Saved entries

•••••

/// Parses the words after the command name with `argh`.
fn parse_args<T: FromArgs>(line: &CommandLine) -> Result<T, EarlyExit> {
    let name = line.name().unwrap_or_default();
    T::from_args(&[name], &line.args())
}

/// Usage failure reported like an `argh` error: printed, status 1.
fn usage_error(output: String) -> EarlyExit {
    EarlyExit {
        output,
        status: Err(()),
    }
}

impl<T: BuiltinCommand> ExecutableCommand for T {
    fn execute(
        self: Box<Self>,
        mut stdout: Box<dyn Stdout>,
        env: &mut Environment,
    ) -> Result<ExitCode> {
        match <T as BuiltinCommand>::execute(*self, &mut stdout, env) {
            Ok(x) => Ok(x),
            Err(e) => {
                debug!("{} failed: {:#}", T::name(), e);
                writeln!(stdout, "{:#}", e)?;
                Ok(1)
            }
        }
    }
}

struct InvalidArgs {
    output: String,
    is_error: bool,
}

impl ExecutableCommand for InvalidArgs {
    fn execute(
        self: Box<Self>,
        mut stdout: Box<dyn Stdout>,
        _env: &mut Environment,
    ) -> Result<ExitCode> {
        stdout.write_all(self.output.as_bytes())?;
        if !self.output.ends_with('\n') {
            stdout.write_all(b"\n")?;
        }
        Ok(if self.is_error { 1 } else { 0 })
    }
}

impl<T: BuiltinCommand + 'static> CommandFactory for Factory<T> {
    fn try_create(
        &self,
        _env: &Environment,
        line: &CommandLine,
    ) -> Option<Box<dyn ExecutableCommand>> {
        if line.name()? != T::name() {
            return None;
        }
        Some(match T::parse(line) {
            Ok(cmd) => Box::new(cmd),
            Err(EarlyExit { output, status }) => Box::new(InvalidArgs {
                output,
                is_error: status.is_err(),
            }),
        })
    }
}

/// Text of an I/O error without the trailing `(os error N)`.
fn describe(err: &io::Error) -> String {
    let text = err.to_string();
    match text.find(" (os error") {
        Some(idx) => text[..idx].to_owned(),
        None => text,
    }
}

#[derive(FromArgs)]
/// Print the current working directory to standard output.
pub struct Pwd {}

impl BuiltinCommand for Pwd {
    fn name() -> &'static str {
        "pwd"
    }

    fn parse(line: &CommandLine) -> Result<Self, EarlyExit> {
        parse_args(line)
    }

    fn execute(self, stdout: &mut dyn Write, _env: &mut Environment) -> Result<ExitCode> {
        let cwd = env::current_dir().context("pwd")?;
        writeln!(stdout, "{}", cwd.display())?;
        Ok(0)
    }
}

/// Change the current working directory.
/// Without a target, or with `~`, changes to the directory named by HOME.
/// Words after the first are ignored.
pub struct Cd {
    pub target: Option<String>,
}

impl BuiltinCommand for Cd {
    fn name() -> &'static str {
        "cd"
    }

    fn parse(line: &CommandLine) -> Result<Self, EarlyExit> {
        Ok(Cd {
            target: line.args().first().map(|t| t.to_string()),
        })
    }

    fn execute(self, _stdout: &mut dyn Write, env: &mut Environment) -> Result<ExitCode> {
        let target = match self.target.as_deref() {
            None | Some("~") => match env.get_var("HOME") {
                Some(home) => home.to_owned(),
                None => bail!("cd: HOME not set"),
            },
            Some(t) => t.to_owned(),
        };

        let new_dir = env.current_dir.join(&target);
        match fs::metadata(&new_dir) {
            Ok(meta) if meta.is_dir() && !target.is_empty() => {}
            Ok(_) => bail!("cd: {}: No such file or directory", target),
            Err(e) if e.kind() == io::ErrorKind::NotFound => {
                bail!("cd: {}: No such file or directory", target)
            }
            Err(e) => bail!("cd: {}: {}", target, describe(&e)),
        }

        let canonical = fs::canonicalize(&new_dir)
            .map_err(|e| anyhow::anyhow!("cd: {}: {}", target, describe(&e)))?;
        env::set_current_dir(&canonical)
            .map_err(|e| anyhow::anyhow!("cd: {}: {}", target, describe(&e)))?;
        debug!("cwd is now {}", canonical.display());
        env.current_dir = canonical;
        Ok(0)
    }
}

/// Exit the shell with a status between 0 and 255, 0 by default.
pub struct Exit {
    pub code: u8,
}

impl BuiltinCommand for Exit {
    fn name() -> &'static str {
        "exit"
    }

    fn parse(line: &CommandLine) -> Result<Self, EarlyExit> {
        let Some(arg) = line.args().first().copied() else {
            return Ok(Exit { code: 0 });
        };
        match arg.parse::<i64>() {
            Ok(n) => u8::try_from(n)
                .map(|code| Exit { code })
                .map_err(|_| usage_error(format!("exit: {}: status out of range 0-255", arg))),
            Err(_) => Err(usage_error(format!("exit: {}: numeric argument required", arg))),
        }
    }

    fn execute(self, _stdout: &mut dyn Write, env: &mut Environment) -> Result<ExitCode> {
        let code = ExitCode::from(self.code);
        env.request_exit(code);
        Ok(code)
    }
}

/// Write the text following the command name to standard output.
///
/// The text is taken from the raw line rather than from the words: leading blanks
/// are skipped, one pair of quotes is removed when it wraps the whole text, and
/// every run of spaces is printed as a single space.
pub struct Echo {
    pub text: String,
}

impl Echo {
    fn render(rest: &str, quoting: Quoting) -> String {
        let text = rest.trim_start_matches([' ', '\t']);
        collapse_spaces(strip_outer_quotes(text, quoting))
    }
}

fn strip_outer_quotes(text: &str, quoting: Quoting) -> &str {
    let mut chars = text.chars();
    match (chars.next(), chars.next_back()) {
        (Some(open), Some(close)) if open == close && quoting.is_quote(open) => {
            &text[1..text.len() - 1]
        }
        _ => text,
    }
}

fn collapse_spaces(text: &str) -> String {
    let mut out = String::with_capacity(text.len());
    let mut space_seen = false;
    for ch in text.chars() {
        if ch == ' ' {
            if !space_seen {
                out.push(' ');
            }
            space_seen = true;
        } else {
            out.push(ch);
            space_seen = false;
        }
    }
    out
}

impl BuiltinCommand for Echo {
    fn name() -> &'static str {
        "echo"
    }

    fn parse(line: &CommandLine) -> Result<Self, EarlyExit> {
        Ok(Echo {
            text: Echo::render(line.rest(), line.quoting()),
        })
    }

    fn execute(self, stdout: &mut dyn Write, _env: &mut Environment) -> Result<ExitCode> {
        writeln!(stdout, "{}", self.text)?;
        Ok(0)
    }
}

/// Tell how each name would be interpreted if used as a command.
pub struct Type {
    pub names: Vec<String>,
}

impl BuiltinCommand for Type {
    fn name() -> &'static str {
        "type"
    }

    fn parse(line: &CommandLine) -> Result<Self, EarlyExit> {
        Ok(Type {
            names: line.args().into_iter().map(str::to_owned).collect(),
        })
    }

    fn execute(self, stdout: &mut dyn Write, env: &mut Environment) -> Result<ExitCode> {
        if self.names.is_empty() {
            bail!("type: missing argument");
        }

        let mut status = 0;
        for name in &self.names {
            if BUILTINS.contains(&name.as_str()) {
                writeln!(stdout, "{} is a shell builtin", name)?;
            } else if let Some(path) = resolve(env, name) {
                writeln!(stdout, "{} is {}", name, path.display())?;
            } else {
                writeln!(stdout, "{}: not found", name)?;
                status = 1;
            }
        }
        Ok(status)
    }
}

•••••

_Exercise_
Give back all the data exactly as written.

_Response area_
/// Parses the words after the command name with `argh`.
fn parse_args<T: FromArgs>(line: &CommandLine) -> Result<T, EarlyExit> {
    let name = line.name().unwrap_or_default();
    T::from_args(&[name], &line.args())
}

/// Usage failure reported like an `argh` error: printed, status 1.
fn usage_error(output: String) -> EarlyExit {
    EarlyExit {
        output,
        status: Err(()),
    }
}

impl<T: BuiltinCommand> ExecutableCommand for T {
    fn execute(
        self: Box<Self>,
        mut stdout: Box<dyn Stdout>,
        env: &mut Environment,
    ) -> Result<ExitCode> {
        match <T as BuiltinCommand>::execute(*self, &mut stdout, env) {
            Ok(x) => Ok(x),
            Err(e) => {
                debug!("{} failed: {:#}", T::name(), e);
                writeln!(stdout, "{:#}", e)?;
                Ok(1)
            }
        }
    }
}

struct InvalidArgs {
    output: String,
    is_error: bool,
}

impl ExecutableCommand for InvalidArgs {
    fn execute(
        self: Box<Self>,
        mut stdout: Box<dyn Stdout>,
        _env: &mut Environment,
    ) -> Result<ExitCode> {
        stdout.write_all(self.output.as_bytes())?;
        if !self.output.ends_with('\n') {
            stdout.write_all(b"\n")?;
        }
        Ok(if self.is_error { 1 } else { 0 })
    }
}

impl<T: BuiltinCommand + 'static> CommandFactory for Factory<T> {
    fn try_create(
        &self,
        _env: &Environment,
        line: &CommandLine,
    ) -> Option<Box<dyn ExecutableCommand>> {
        if line.name()? != T::name() {
            return None;
        }
        Some(match T::parse(line) {
            Ok(cmd) => Box::new(cmd),
            Err(EarlyExit { output, status }) => Box::new(InvalidArgs {
                output,
                is_error: status.is_err(),
            }),
        })
    }
}

/// Text of an I/O error without the trailing `(os error N)`.
fn describe(err: &io::Error) -> String {
    let text = err.to_string();
    match text.find(" (os error") {
        Some(idx) => text[..idx].to_owned(),
        None => text,
    }
}

#[derive(FromArgs)]
/// Print the current working directory to standard output.
pub struct Pwd {}

impl BuiltinCommand for Pwd {
    fn name() -> &'static str {
        "pwd"
    }

    fn parse(line: &CommandLine) -> Result<Self, EarlyExit> {
        parse_args(line)
    }

    fn execute(self, stdout: &mut dyn Write, _env: &mut Environment) -> Result<ExitCode> {
        let cwd = env::current_dir().context("pwd")?;
        writeln!(stdout, "{}", cwd.display())?;
        Ok(0)
    }
}

/// Change the current working directory.
/// Without a target, or with `~`, changes to the directory named by HOME.
/// Words after the first are ignored.
pub struct Cd {
    pub target: Option<String>,
}

impl BuiltinCommand for Cd {
    fn name() -> &'static str {
        "cd"
    }

    fn parse(line: &CommandLine) -> Result<Self, EarlyExit> {
        Ok(Cd {
            target: line.args().first().map(|t| t.to_string()),
        })
    }

    fn execute(self, _stdout: &mut dyn Write, env: &mut Environment) -> Result<ExitCode> {
        let target = match self.target.as_deref() {
            None | Some("~") => match env.get_var("HOME") {
                Some(home) => home.to_owned(),
                None => bail!("cd: HOME not set"),
            },
            Some(t) => t.to_owned(),
        };

        let new_dir = env.current_dir.join(&target);
        match fs::metadata(&new_dir) {
            Ok(meta) if meta.is_dir() && !target.is_empty() => {}
            Ok(_) => bail!("cd: {}: No such file or directory", target),
            Err(e) if e.kind() == io::ErrorKind::NotFound => {
                bail!("cd: {}: No such file or directory", target)
            }
            Err(e) => bail!("cd: {}: {}", target, describe(&e)),
        }

        let canonical = fs::canonicalize(&new_dir)
            .map_err(|e| anyhow::anyhow!("cd: {}: {}", target, describe(&e)))?;
        env::set_current_dir(&canonical)
            .map_err(|e| anyhow::anyhow!("cd: {}: {}", target, describe(&e)))?;
        debug!("cwd is now {}", canonical.display());
        env.current_dir = canonical;
        Ok(0)
    }
}

/// Exit the shell with a status between 0 and 255, 0 by default.
pub struct Exit {
    pub code: u8,
}

impl BuiltinCommand for Exit {
    fn name() -> &'static str {
        "exit"
    }

    fn parse(line: &CommandLine) -> Result<Self, EarlyExit> {
        let Some(arg) = line.args().first().copied() else {
            return Ok(Exit { code: 0 });
        };
        match arg.parse::<i64>() {
            Ok(n) => u8::try_from(n)
                .map(|code| Exit { code })
                .map_err(|_| usage_error(format!("exit: {}: status out of range 0-255", arg))),
            Err(_) => Err(usage_error(format!("exit: {}: numeric argument required", arg))),
        }
    }

    fn execute(self, _stdout: &mut dyn Write, env: &mut Environment) -> Result<ExitCode> {
        let code = ExitCode::from(self.code);
        env.request_exit(code);
        Ok(code)
    }
}

/// Write the text following the command name to standard output.
///
/// The text is taken from the raw line rather than from the words: leading blanks
/// are skipped, one pair of quotes is removed when it wraps the whole text, and
/// every run of spaces is printed as a single space.
pub struct Echo {
    pub text: String,
}

impl Echo {
    fn render(rest: &str, quoting: Quoting) -> String {
        let text = rest.trim_start_matches([' ', '\t']);
        collapse_spaces(strip_outer_quotes(text, quoting))
    }
}

fn strip_outer_quotes(text: &str, quoting: Quoting) -> &str {
    let mut chars = text.chars();
    match (chars.next(), chars.next_back()) {
        (Some(open), Some(close)) if open == close && quoting.is_quote(open) => {
            &text[1..text.len() - 1]
        }
        _ => text,
    }
}

fn collapse_spaces(text: &str) -> String {
    let mut out = String::with_capacity(text.len());
    let mut space_seen = false;
    for ch in text.chars() {
        if ch == ' ' {
            if !space_seen {
                out.push(' ');
            }
            space_seen = true;
        } else {
            out.push(ch);
            space_seen = false;
        }
    }
    out
}

impl BuiltinCommand for Echo {
    fn name() -> &'static str {
        "echo"
    }

    fn parse(line: &CommandLine) -> Result<Self, EarlyExit> {
        Ok(Echo {
            text: Echo::render(line.rest(), line.quoting()),
        })
    }

    fn execute(self, stdout: &mut dyn Write, _env: &mut Environment) -> Result<ExitCode> {
        writeln!(stdout, "{}", self.text)?;
        Ok(0)
    }
}

/// Tell how each name would be interpreted if used as a command.
pub struct Type {
    pub names: Vec<String>,
}

impl BuiltinCommand for Type {
    fn name() -> &'static str {
        "type"
    }

    fn parse(line: &CommandLine) -> Result<Self, EarlyExit> {
        Ok(Type {
            names: line.args().into_iter().map(str::to_owned).collect(),
        })
    }

    fn execute(self, stdout: &mut dyn Write, env: &mut Environment) -> Result<ExitCode> {
        if self.names.is_empty() {
            bail!("type: missing argument");
        }

        let mut status = 0;
        for name in &self.names {
            if BUILTINS.contains(&name.as_str()) {
                writeln!(stdout, "{} is a shell builtin", name)?;
            } else if let Some(path) = resolve(env, name) {
                writeln!(stdout, "{} is {}", name, path.display())?;
            } else {
                writeln!(stdout, "{}: not found", name)?;
                status = 1;
            }
        }
        Ok(status)
    }
}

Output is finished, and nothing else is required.